Confuse About Myself

I dont Know where it starts, when i was young my Father died because of cancer. So my mom asked my aunt to take care of me, because she prepared for my dad's funeral. I have a cousin, We are really close. I have si many friends, but i Only trust him. I became dependent on him. I think i had my personality back then because of him. Maybe i have my personality non because of him too, i think i followed his personality too. I mean We were really close, even when i went back to my mom, i Still Played With him all the time. I go everywhere he goes. Many years later, he moved to another country. I was so sad. I Cried a Lot. Since then i became a Quiet person, i felt alone, different, it felt like my half body had gone. I think my personality also changed too. Now, We are a teenagers, i had no interested in relationship, but i think i'm selfish, i dont like him had a girlfriend, i want him to help me all the time as a sister, We Still catch up together, With BBM, chatting,Etc. I don't like him as a man, but as my brother. I think i'm alone because he's not here, even now i Only have a few friends. I mean there's something wrong with me. But i don't Know what. Someone help me please
Tbenji Tbenji
18-21, F
1 Response May 19, 2012

There is nothing wrong with you. You lost your father and your cousin was able to fill the void. You are so lucky to have had someone like him in such a time of need and it sounds like he did a great job in making you feel whole. Now that he is far away, the void has return. It's ok to feel the way you do but also realize it is time to move forward. It is not always necessary to rely on just one person for emotional support. Do keep talking to him but allow yourself to have friends. You would be surprised at how spending time with friends and making new friends will improve how you feel.

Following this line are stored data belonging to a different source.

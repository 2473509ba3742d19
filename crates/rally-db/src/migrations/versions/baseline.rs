//! ca3626f62937: schema as it existed before revision tracking.

use async_trait::async_trait;
use sqlx::SqliteConnection;

use crate::migrations::schema::{self, CHILD_TABLES, DeploymentsShape};
use crate::migrations::{MigrationError, Revision};

pub struct Baseline;

#[async_trait]
impl Revision for Baseline {
    fn id(&self) -> &'static str {
        super::INITIAL_REVISION
    }

    fn down_revision(&self) -> Option<&'static str> {
        None
    }

    fn message(&self) -> &'static str {
        "Initial schema"
    }

    async fn upgrade(&self, conn: &mut SqliteConnection) -> Result<(), MigrationError> {
        sqlx::query(&schema::deployments("deployments", DeploymentsShape::Legacy))
            .execute(&mut *conn)
            .await?;
        for child in CHILD_TABLES {
            sqlx::query(&(child.ddl)(child.name, false))
                .execute(&mut *conn)
                .await?;
        }
        Ok(())
    }

    async fn downgrade(&self, conn: &mut SqliteConnection) -> Result<(), MigrationError> {
        for child in CHILD_TABLES.iter().rev() {
            sqlx::query(&format!("DROP TABLE {}", child.name))
                .execute(&mut *conn)
                .await?;
        }
        sqlx::query("DROP TABLE deployments")
            .execute(&mut *conn)
            .await?;
        Ok(())
    }
}
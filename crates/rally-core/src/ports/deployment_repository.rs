//! Deployment repository trait definition.

use async_trait::async_trait;

use super::RepositoryError;
use crate::domain::{Deployment, DeploymentStatus, DeploymentUpdate, NewDeployment};

/// Repository for deployments.
///
/// # Design Rules
///
/// - Constraint: unique `name` and unique `uuid` across all deployments
/// - Lookups accept a name or a UUID; the name wins when both could match
/// - A deployment with resources cannot be deleted
#[async_trait]
pub trait DeploymentRepository: Send + Sync {
    /// Persist a new deployment.
    ///
    /// # Errors
    ///
    /// - `AlreadyExists` carrying the name if the name is taken
    async fn create(&self, deployment: NewDeployment) -> Result<Deployment, RepositoryError>;

    /// Get a deployment by name, falling back to UUID.
    async fn get(&self, deployment: &str) -> Result<Deployment, RepositoryError>;

    /// Merge `update` onto the deployment found by name or UUID.
    ///
    /// # Errors
    ///
    /// - `NotFound` if neither name nor UUID matches
    /// - `AlreadyExists` if the new name collides with another deployment
    async fn update(
        &self,
        deployment: &str,
        update: DeploymentUpdate,
    ) -> Result<Deployment, RepositoryError>;

    /// Delete a deployment by UUID.
    ///
    /// # Errors
    ///
    /// - `Busy` if any resource still references it; nothing is removed
    /// - `NotFound` if no deployment has this UUID
    async fn delete(&self, uuid: &str) -> Result<(), RepositoryError>;

    /// List deployments under `parent_uuid` (top-level ones when `None`),
    /// optionally narrowed by status and name.
    async fn list(
        &self,
        status: Option<DeploymentStatus>,
        parent_uuid: Option<&str>,
        name: Option<&str>,
    ) -> Result<Vec<Deployment>, RepositoryError>;
}
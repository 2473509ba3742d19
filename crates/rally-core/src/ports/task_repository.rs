//! Task repository trait definition.

use async_trait::async_trait;

use super::RepositoryError;
use crate::domain::{NewTask, Task, TaskDetailed, TaskResult, TaskStatus, TaskUpdate};

/// Repository for tasks and their result rows.
///
/// # Design Rules
///
/// - A task and its results are always deleted in one transaction
/// - `update` merges the given fields; the UUID is immutable
#[async_trait]
pub trait TaskRepository: Send + Sync {
    /// Persist a new task.
    ///
    /// Returns `Err(RepositoryError::AlreadyExists)` if the UUID is taken.
    async fn create(&self, task: NewTask) -> Result<Task, RepositoryError>;

    /// Get a task by UUID.
    async fn get(&self, uuid: &str) -> Result<Task, RepositoryError>;

    /// Get a task by UUID together with all of its results.
    async fn get_detailed(&self, uuid: &str) -> Result<TaskDetailed, RepositoryError>;

    /// Get only the status of a task.
    async fn get_status(&self, uuid: &str) -> Result<TaskStatus, RepositoryError>;

    /// The most recently created task (highest id) with its results, if any.
    async fn get_detailed_last(&self) -> Result<Option<TaskDetailed>, RepositoryError>;

    /// Merge `update` onto the task and return the updated row.
    async fn update(&self, uuid: &str, update: TaskUpdate) -> Result<Task, RepositoryError>;

    /// Set the status only if the current status is one of `allowed`.
    ///
    /// # Errors
    ///
    /// - `NotFound` if the task does not exist
    /// - `InvalidStatus` if the task is in none of the allowed statuses
    async fn update_status(
        &self,
        uuid: &str,
        allowed: &[TaskStatus],
        status: TaskStatus,
    ) -> Result<(), RepositoryError>;

    /// List tasks, optionally filtered by status and by deployment.
    ///
    /// `deployment` accepts a deployment name or UUID; an unknown deployment
    /// is `NotFound`.
    async fn list(
        &self,
        status: Option<TaskStatus>,
        deployment: Option<&str>,
    ) -> Result<Vec<Task>, RepositoryError>;

    /// Delete a task and all of its results.
    ///
    /// # Errors
    ///
    /// - `NotFound` if the task does not exist
    /// - `InvalidStatus` if `status` is given and the task is in another one
    async fn delete(&self, uuid: &str, status: Option<TaskStatus>) -> Result<(), RepositoryError>;

    /// Attach a result row to a task.
    async fn create_result(
        &self,
        task_uuid: &str,
        key: serde_json::Value,
        data: serde_json::Value,
    ) -> Result<TaskResult, RepositoryError>;

    /// All result rows of a task, in insertion order.
    async fn results(&self, task_uuid: &str) -> Result<Vec<TaskResult>, RepositoryError>;
}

Yeah, i Know. This is the problem. I don't have a Courage to speak With some people, i Wanted to, but everytime i tried to speak With someone, I felt like I don't Know what should I Talked about, speechless.

I find the easiest way to break the ice is to just say hi and compliment them on something you like about them. It can be their hairstyle or color, fashion sense or common interest. Ask them questions and most importantly - listen. You may not hit it off with everyone you speak to but you will find people who are ready for new friends. Coming out of our shell is difficult but like anything else, the more you do it, the easier it gets.